**Goal of the exercise:** Find and copy each line in the material below where the string "None" occurs.

START Data records

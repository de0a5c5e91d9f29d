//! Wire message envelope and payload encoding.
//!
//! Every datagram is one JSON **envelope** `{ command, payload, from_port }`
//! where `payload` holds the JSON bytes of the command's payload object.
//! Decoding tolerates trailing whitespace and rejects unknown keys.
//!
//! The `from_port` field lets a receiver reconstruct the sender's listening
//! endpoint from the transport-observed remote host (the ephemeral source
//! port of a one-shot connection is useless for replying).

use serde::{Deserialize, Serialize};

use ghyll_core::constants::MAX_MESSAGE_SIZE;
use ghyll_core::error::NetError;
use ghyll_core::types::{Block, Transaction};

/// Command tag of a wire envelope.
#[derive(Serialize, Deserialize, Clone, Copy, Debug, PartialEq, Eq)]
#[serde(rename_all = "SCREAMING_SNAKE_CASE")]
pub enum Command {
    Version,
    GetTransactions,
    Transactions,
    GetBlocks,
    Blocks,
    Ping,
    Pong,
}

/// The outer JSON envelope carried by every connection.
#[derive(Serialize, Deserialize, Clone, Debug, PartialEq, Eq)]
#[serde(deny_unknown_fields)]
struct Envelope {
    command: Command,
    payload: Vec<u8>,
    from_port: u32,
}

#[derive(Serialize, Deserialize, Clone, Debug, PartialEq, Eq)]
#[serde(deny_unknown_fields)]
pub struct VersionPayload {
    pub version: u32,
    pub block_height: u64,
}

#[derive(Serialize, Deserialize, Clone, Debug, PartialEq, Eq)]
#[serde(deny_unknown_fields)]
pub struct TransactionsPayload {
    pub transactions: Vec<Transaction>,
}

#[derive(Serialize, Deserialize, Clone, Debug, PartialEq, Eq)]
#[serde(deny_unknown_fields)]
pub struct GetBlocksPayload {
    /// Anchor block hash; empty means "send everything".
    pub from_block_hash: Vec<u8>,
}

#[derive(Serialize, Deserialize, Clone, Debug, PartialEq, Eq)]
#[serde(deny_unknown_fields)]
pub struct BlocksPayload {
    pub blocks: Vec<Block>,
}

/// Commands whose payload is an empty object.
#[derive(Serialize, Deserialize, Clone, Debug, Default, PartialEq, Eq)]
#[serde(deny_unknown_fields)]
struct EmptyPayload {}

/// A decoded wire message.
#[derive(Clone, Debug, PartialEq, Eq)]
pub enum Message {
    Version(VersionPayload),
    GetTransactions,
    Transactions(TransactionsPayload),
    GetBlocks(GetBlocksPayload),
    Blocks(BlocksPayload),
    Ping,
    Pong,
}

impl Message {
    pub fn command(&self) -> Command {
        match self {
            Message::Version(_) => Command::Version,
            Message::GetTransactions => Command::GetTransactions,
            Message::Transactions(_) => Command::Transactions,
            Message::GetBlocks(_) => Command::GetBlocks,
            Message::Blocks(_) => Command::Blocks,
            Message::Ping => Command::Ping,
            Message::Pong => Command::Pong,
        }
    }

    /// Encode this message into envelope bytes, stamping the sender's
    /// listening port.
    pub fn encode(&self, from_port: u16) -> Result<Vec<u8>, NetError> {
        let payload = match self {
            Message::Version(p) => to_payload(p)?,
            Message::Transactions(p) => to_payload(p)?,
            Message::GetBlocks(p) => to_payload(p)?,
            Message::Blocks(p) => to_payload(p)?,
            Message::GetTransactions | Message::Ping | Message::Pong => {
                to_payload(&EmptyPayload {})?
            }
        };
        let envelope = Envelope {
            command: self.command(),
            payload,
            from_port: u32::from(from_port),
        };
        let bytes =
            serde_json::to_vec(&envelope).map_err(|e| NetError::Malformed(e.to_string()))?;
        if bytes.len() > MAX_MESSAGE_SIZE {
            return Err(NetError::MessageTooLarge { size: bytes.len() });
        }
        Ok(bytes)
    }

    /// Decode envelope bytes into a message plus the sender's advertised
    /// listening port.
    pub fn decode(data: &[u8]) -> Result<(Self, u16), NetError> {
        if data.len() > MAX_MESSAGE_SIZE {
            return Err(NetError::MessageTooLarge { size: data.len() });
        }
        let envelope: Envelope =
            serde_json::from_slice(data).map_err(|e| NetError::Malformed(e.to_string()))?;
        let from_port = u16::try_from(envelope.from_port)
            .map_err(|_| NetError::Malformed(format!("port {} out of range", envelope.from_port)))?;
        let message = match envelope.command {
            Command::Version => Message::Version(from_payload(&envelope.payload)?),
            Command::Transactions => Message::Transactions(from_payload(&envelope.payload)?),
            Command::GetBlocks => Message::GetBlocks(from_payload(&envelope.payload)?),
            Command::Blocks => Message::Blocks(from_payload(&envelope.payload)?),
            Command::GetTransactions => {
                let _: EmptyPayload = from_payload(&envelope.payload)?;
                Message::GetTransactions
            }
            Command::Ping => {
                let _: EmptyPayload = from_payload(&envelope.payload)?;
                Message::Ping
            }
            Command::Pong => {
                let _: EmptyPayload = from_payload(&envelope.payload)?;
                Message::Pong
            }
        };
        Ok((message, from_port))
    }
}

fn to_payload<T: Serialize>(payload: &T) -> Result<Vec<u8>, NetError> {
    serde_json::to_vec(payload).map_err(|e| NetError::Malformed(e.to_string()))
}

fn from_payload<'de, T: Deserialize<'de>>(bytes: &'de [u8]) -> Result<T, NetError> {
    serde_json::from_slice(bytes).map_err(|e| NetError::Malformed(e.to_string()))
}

END Data records
START Data records

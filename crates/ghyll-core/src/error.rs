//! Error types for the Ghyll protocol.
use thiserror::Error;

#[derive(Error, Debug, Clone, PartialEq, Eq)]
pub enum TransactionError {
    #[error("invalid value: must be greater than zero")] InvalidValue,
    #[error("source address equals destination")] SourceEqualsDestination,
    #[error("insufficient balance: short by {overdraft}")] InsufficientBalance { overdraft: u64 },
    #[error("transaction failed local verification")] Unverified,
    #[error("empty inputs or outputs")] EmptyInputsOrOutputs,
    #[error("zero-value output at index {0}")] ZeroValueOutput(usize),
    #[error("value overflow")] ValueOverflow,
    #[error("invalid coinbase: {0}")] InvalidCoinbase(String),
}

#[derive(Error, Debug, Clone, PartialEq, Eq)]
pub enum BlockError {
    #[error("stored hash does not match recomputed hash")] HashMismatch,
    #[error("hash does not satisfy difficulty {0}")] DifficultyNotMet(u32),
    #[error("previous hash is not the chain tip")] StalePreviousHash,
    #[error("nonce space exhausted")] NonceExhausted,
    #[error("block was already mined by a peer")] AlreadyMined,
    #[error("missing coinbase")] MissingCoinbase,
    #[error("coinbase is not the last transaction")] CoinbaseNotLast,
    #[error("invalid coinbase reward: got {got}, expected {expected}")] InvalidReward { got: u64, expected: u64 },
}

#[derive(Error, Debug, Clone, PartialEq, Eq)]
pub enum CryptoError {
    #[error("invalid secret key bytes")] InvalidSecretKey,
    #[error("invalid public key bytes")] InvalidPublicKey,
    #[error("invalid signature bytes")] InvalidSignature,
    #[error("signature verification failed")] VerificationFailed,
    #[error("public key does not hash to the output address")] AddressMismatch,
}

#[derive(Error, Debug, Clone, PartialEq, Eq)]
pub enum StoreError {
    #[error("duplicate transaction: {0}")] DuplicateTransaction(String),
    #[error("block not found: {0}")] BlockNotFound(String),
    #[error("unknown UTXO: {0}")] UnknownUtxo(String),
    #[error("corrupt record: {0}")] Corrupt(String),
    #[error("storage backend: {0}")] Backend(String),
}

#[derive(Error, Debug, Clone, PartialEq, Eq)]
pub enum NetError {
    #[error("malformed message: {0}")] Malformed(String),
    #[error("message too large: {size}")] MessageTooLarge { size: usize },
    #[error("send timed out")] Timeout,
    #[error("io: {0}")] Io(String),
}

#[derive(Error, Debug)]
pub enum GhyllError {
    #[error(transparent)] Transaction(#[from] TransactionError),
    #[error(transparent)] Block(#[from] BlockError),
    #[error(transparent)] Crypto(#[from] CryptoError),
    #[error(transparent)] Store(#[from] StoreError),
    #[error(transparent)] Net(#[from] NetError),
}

END Data records
START Data records

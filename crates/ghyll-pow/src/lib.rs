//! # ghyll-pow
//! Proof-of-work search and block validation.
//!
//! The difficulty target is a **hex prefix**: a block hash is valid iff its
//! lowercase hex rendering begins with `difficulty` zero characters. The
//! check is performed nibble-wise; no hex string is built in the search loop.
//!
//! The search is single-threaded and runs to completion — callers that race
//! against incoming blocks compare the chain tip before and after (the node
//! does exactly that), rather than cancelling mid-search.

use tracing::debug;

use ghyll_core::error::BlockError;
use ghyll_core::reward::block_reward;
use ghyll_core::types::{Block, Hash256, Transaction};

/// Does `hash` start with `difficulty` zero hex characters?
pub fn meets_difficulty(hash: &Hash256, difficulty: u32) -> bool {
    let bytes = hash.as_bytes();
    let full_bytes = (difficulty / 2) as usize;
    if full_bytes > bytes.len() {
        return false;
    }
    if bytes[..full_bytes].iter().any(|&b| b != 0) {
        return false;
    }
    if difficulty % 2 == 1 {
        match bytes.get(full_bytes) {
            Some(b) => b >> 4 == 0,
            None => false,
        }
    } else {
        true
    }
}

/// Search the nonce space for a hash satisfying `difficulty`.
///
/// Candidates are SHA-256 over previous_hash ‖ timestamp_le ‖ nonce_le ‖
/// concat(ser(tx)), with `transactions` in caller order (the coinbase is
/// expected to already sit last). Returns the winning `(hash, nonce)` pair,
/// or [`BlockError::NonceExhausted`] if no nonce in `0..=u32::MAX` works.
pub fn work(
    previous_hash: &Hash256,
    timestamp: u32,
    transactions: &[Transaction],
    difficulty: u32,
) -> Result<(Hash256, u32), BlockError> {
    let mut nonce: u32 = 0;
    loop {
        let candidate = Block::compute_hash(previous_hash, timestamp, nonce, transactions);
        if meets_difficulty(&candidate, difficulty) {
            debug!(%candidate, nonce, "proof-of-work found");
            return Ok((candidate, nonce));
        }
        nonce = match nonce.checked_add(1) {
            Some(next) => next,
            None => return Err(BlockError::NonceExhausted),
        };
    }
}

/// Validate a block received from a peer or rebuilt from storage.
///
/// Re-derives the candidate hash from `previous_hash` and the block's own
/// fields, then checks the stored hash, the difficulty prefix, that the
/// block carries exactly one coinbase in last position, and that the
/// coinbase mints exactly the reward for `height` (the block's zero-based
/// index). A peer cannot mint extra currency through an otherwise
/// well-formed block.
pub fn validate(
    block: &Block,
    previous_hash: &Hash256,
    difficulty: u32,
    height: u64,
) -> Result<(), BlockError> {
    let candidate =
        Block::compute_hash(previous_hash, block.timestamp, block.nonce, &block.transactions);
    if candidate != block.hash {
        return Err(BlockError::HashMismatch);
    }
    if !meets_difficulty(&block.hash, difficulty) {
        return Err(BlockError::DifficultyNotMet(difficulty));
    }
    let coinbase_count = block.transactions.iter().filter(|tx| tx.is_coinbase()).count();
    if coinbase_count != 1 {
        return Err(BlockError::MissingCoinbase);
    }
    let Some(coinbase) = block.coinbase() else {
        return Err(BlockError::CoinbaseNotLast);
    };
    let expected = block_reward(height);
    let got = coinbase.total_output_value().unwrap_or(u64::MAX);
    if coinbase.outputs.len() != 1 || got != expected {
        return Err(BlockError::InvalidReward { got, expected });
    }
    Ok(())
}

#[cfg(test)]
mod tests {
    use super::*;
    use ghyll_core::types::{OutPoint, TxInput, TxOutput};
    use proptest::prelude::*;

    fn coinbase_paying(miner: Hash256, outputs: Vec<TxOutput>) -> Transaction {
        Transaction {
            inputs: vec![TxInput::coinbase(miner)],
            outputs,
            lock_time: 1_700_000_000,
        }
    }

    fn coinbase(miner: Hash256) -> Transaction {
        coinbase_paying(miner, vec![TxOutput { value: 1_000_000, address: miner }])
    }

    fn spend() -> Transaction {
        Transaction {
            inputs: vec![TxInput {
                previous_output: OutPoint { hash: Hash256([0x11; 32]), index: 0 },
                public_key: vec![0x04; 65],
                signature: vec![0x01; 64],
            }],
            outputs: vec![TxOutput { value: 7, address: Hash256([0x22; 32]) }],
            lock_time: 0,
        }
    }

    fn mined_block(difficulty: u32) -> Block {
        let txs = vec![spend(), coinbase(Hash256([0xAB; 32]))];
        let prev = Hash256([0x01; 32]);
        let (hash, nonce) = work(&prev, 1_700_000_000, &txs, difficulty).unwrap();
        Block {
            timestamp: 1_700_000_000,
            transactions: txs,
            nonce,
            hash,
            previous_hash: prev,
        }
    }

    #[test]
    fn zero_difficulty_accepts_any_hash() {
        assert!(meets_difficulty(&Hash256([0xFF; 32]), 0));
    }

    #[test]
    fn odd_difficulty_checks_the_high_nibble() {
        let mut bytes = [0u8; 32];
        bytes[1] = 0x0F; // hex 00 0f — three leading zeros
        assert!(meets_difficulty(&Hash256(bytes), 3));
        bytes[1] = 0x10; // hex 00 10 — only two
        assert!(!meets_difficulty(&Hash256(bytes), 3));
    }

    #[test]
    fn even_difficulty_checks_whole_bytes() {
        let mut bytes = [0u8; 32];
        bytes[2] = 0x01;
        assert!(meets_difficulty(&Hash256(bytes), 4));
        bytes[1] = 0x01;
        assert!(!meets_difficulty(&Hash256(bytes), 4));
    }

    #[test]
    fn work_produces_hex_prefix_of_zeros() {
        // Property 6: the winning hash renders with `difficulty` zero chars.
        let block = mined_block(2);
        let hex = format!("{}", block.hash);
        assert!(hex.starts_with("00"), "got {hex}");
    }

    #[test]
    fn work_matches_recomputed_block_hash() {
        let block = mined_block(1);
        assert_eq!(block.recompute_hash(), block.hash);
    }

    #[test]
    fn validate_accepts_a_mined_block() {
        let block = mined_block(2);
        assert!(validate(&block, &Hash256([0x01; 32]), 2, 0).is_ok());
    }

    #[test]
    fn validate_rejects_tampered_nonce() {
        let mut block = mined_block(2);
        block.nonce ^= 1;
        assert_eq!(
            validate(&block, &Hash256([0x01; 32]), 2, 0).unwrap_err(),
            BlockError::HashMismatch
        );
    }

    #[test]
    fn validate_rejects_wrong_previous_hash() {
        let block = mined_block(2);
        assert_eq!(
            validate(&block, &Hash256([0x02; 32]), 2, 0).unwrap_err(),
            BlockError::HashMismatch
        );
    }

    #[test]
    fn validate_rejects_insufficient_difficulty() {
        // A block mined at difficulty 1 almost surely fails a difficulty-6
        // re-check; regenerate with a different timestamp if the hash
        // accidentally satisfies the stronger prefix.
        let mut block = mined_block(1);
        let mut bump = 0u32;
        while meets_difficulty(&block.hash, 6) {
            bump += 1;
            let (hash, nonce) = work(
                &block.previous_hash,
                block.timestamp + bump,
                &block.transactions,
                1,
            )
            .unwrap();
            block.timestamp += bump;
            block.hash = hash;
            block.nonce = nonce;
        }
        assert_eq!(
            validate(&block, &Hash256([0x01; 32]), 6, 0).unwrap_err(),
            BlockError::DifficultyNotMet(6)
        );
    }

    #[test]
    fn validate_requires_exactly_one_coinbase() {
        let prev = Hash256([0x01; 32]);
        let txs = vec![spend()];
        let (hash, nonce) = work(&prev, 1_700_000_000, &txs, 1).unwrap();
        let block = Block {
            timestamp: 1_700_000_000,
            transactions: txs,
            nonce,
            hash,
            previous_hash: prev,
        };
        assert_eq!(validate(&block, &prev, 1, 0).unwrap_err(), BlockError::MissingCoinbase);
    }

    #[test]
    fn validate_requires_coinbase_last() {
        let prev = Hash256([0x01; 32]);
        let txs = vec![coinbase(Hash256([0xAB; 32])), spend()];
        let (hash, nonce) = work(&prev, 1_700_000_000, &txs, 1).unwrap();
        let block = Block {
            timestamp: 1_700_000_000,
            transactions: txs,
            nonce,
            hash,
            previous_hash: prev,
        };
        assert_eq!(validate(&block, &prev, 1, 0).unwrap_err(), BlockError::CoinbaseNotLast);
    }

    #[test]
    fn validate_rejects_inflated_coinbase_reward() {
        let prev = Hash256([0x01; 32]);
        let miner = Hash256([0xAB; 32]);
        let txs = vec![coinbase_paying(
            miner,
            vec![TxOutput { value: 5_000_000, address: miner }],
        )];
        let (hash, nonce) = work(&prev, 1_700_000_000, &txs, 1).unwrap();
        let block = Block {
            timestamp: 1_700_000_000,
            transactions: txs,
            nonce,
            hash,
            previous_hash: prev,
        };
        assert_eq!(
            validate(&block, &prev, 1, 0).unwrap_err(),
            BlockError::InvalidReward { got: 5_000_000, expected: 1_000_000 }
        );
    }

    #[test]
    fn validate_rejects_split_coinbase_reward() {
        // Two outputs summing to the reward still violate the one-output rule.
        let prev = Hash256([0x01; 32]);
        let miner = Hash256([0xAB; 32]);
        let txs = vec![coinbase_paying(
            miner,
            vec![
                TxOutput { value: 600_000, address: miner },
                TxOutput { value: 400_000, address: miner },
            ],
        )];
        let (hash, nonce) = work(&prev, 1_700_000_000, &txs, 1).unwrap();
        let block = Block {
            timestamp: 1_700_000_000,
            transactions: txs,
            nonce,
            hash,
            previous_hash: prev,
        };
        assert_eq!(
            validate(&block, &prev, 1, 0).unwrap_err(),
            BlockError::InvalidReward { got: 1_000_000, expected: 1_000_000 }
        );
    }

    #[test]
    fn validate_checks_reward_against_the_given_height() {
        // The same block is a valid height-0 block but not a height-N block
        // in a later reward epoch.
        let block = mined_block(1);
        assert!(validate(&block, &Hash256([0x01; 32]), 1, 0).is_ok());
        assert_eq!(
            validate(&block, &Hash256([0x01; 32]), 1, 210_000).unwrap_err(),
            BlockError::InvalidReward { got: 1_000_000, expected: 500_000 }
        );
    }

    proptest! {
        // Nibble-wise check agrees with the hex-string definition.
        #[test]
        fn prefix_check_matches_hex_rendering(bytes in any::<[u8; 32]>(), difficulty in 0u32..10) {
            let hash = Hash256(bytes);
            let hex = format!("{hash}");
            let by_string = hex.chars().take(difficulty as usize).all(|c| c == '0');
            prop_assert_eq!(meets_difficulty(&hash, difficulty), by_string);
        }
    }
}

END Data records

**Solved problem:**
            None => false,
            None => return Err(BlockError::NonceExhausted),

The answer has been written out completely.